▸ **HOW TO COMPLETE THIS TASK**:
Your answer should hold each line of the material that contains the word "impl".

▸ **GIVEN DATA**:
■ ■ ■

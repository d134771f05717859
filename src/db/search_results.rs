//! Cached search results shown on the search page

use anyhow::Result;
use serde::{Deserialize, Serialize};
use sqlx::SqlitePool;

use super::sqlite_helpers::{int, text};

#[derive(Debug, Clone, Default, Serialize, Deserialize)]
pub struct SearchResultRecord {
    #[serde(default)]
    pub id: i64,
    pub torrent_name: String,
    pub enclosure: String,
    pub description: String,
    pub media_type: String,
    pub title: String,
    pub year: String,
    pub season: String,
    pub episode: String,
    pub es_string: String,
    pub vote: String,
    pub image: String,
    pub poster: String,
    pub tmdbid: String,
    pub overview: String,
    pub res_type: String,
    pub res_order: String,
    pub size: i64,
    pub seeders: i64,
    pub peers: i64,
    pub site: String,
    pub site_order: String,
    pub pageurl: String,
    pub otherinfo: String,
    pub upload_volume_factor: f64,
    pub download_volume_factor: f64,
}

impl sqlx::FromRow<'_, sqlx::sqlite::SqliteRow> for SearchResultRecord {
    fn from_row(row: &sqlx::sqlite::SqliteRow) -> sqlx::Result<Self> {
        use sqlx::Row;

        Ok(Self {
            id: row.try_get("ID")?,
            torrent_name: text(row, "TORRENT_NAME")?,
            enclosure: text(row, "ENCLOSURE")?,
            description: text(row, "DESCRIPTION")?,
            media_type: text(row, "TYPE")?,
            title: text(row, "TITLE")?,
            year: text(row, "YEAR")?,
            season: text(row, "SEASON")?,
            episode: text(row, "EPISODE")?,
            es_string: text(row, "ES_STRING")?,
            vote: text(row, "VOTE")?,
            image: text(row, "IMAGE")?,
            poster: text(row, "POSTER")?,
            tmdbid: text(row, "TMDBID")?,
            overview: text(row, "OVERVIEW")?,
            res_type: text(row, "RES_TYPE")?,
            res_order: text(row, "RES_ORDER")?,
            size: int(row, "SIZE")?,
            seeders: int(row, "SEEDERS")?,
            peers: int(row, "PEERS")?,
            site: text(row, "SITE")?,
            site_order: text(row, "SITE_ORDER")?,
            pageurl: text(row, "PAGEURL")?,
            otherinfo: text(row, "OTHERINFO")?,
            upload_volume_factor: row
                .try_get::<Option<f64>, _>("UPLOAD_VOLUME_FACTOR")?
                .unwrap_or(1.0),
            download_volume_factor: row
                .try_get::<Option<f64>, _>("DOWNLOAD_VOLUME_FACTOR")?
                .unwrap_or(1.0),
        })
    }
}

const SELECT_COLUMNS: &str = r#"
    SELECT ID, TORRENT_NAME, ENCLOSURE, DESCRIPTION, TYPE, TITLE, YEAR, SEASON, EPISODE,
           ES_STRING, VOTE, IMAGE, POSTER, TMDBID, OVERVIEW, RES_TYPE, RES_ORDER, SIZE,
           SEEDERS, PEERS, SITE, SITE_ORDER, PAGEURL, OTHERINFO, UPLOAD_VOLUME_FACTOR,
           DOWNLOAD_VOLUME_FACTOR
    FROM SEARCH_RESULT_INFO"#;

pub struct SearchResultRepository {
    pool: SqlitePool,
}

impl SearchResultRepository {
    pub fn new(pool: SqlitePool) -> Self {
        Self { pool }
    }

    /// Store a batch of results in one transaction
    pub async fn insert_many(&self, results: &[SearchResultRecord]) -> Result<usize> {
        let mut tx = self.pool.begin().await?;
        for r in results {
            sqlx::query(
                r#"
                INSERT INTO SEARCH_RESULT_INFO
                    (TORRENT_NAME, ENCLOSURE, DESCRIPTION, TYPE, TITLE, YEAR, SEASON, EPISODE,
                     ES_STRING, VOTE, IMAGE, POSTER, TMDBID, OVERVIEW, RES_TYPE, RES_ORDER, SIZE,
                     SEEDERS, PEERS, SITE, SITE_ORDER, PAGEURL, OTHERINFO, UPLOAD_VOLUME_FACTOR,
                     DOWNLOAD_VOLUME_FACTOR)
                VALUES (?, ?, ?, ?, ?, ?, ?, ?, ?, ?, ?, ?, ?, ?, ?, ?, ?, ?, ?, ?, ?, ?, ?, ?, ?)
                "#,
            )
            .bind(&r.torrent_name)
            .bind(&r.enclosure)
            .bind(&r.description)
            .bind(&r.media_type)
            .bind(&r.title)
            .bind(&r.year)
            .bind(&r.season)
            .bind(&r.episode)
            .bind(&r.es_string)
            .bind(&r.vote)
            .bind(&r.image)
            .bind(&r.poster)
            .bind(&r.tmdbid)
            .bind(&r.overview)
            .bind(&r.res_type)
            .bind(&r.res_order)
            .bind(r.size)
            .bind(r.seeders)
            .bind(r.peers)
            .bind(&r.site)
            .bind(&r.site_order)
            .bind(&r.pageurl)
            .bind(&r.otherinfo)
            .bind(r.upload_volume_factor)
            .bind(r.download_volume_factor)
            .execute(&mut *tx)
            .await?;
        }
        tx.commit().await?;
        Ok(results.len())
    }

    pub async fn get(&self, id: i64) -> Result<Option<SearchResultRecord>> {
        let row = sqlx::query_as::<_, SearchResultRecord>(&format!("{} WHERE ID = ?", SELECT_COLUMNS))
            .bind(id)
            .fetch_optional(&self.pool)
            .await?;
        Ok(row)
    }

    pub async fn list(&self) -> Result<Vec<SearchResultRecord>> {
        let rows = sqlx::query_as::<_, SearchResultRecord>(&format!("{} ORDER BY ID", SELECT_COLUMNS))
            .fetch_all(&self.pool)
            .await?;
        Ok(rows)
    }

    pub async fn clear(&self) -> Result<()> {
        sqlx::query("DELETE FROM SEARCH_RESULT_INFO")
            .execute(&self.pool)
            .await?;
        Ok(())
    }
}

#[cfg(test)]
mod tests {
    use super::*;
    use crate::db::Database;

    #[tokio::test]
    async fn test_insert_many_and_clear() {
        let db = Database::connect_in_memory().await.unwrap();
        let repo = db.search_results();
        let results = vec![
            SearchResultRecord {
                torrent_name: "Show.S01E01.1080p".to_string(),
                size: 1_500_000_000,
                upload_volume_factor: 1.0,
                download_volume_factor: 0.0,
                ..Default::default()
            },
            SearchResultRecord {
                torrent_name: "Show.S01E02.1080p".to_string(),
                ..Default::default()
            },
        ];
        assert_eq!(repo.insert_many(&results).await.unwrap(), 2);

        let rows = repo.list().await.unwrap();
        assert_eq!(rows.len(), 2);
        assert_eq!(rows[0].download_volume_factor, 0.0);
        assert!(repo.get(rows[1].id).await.unwrap().is_some());

        repo.clear().await.unwrap();
        assert!(repo.list().await.unwrap().is_empty());
    }
}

■ ■ ■

▸ **TASK RESULT**:
impl sqlx::FromRow<'_, sqlx::sqlite::SqliteRow> for SearchResultRecord {
impl SearchResultRepository {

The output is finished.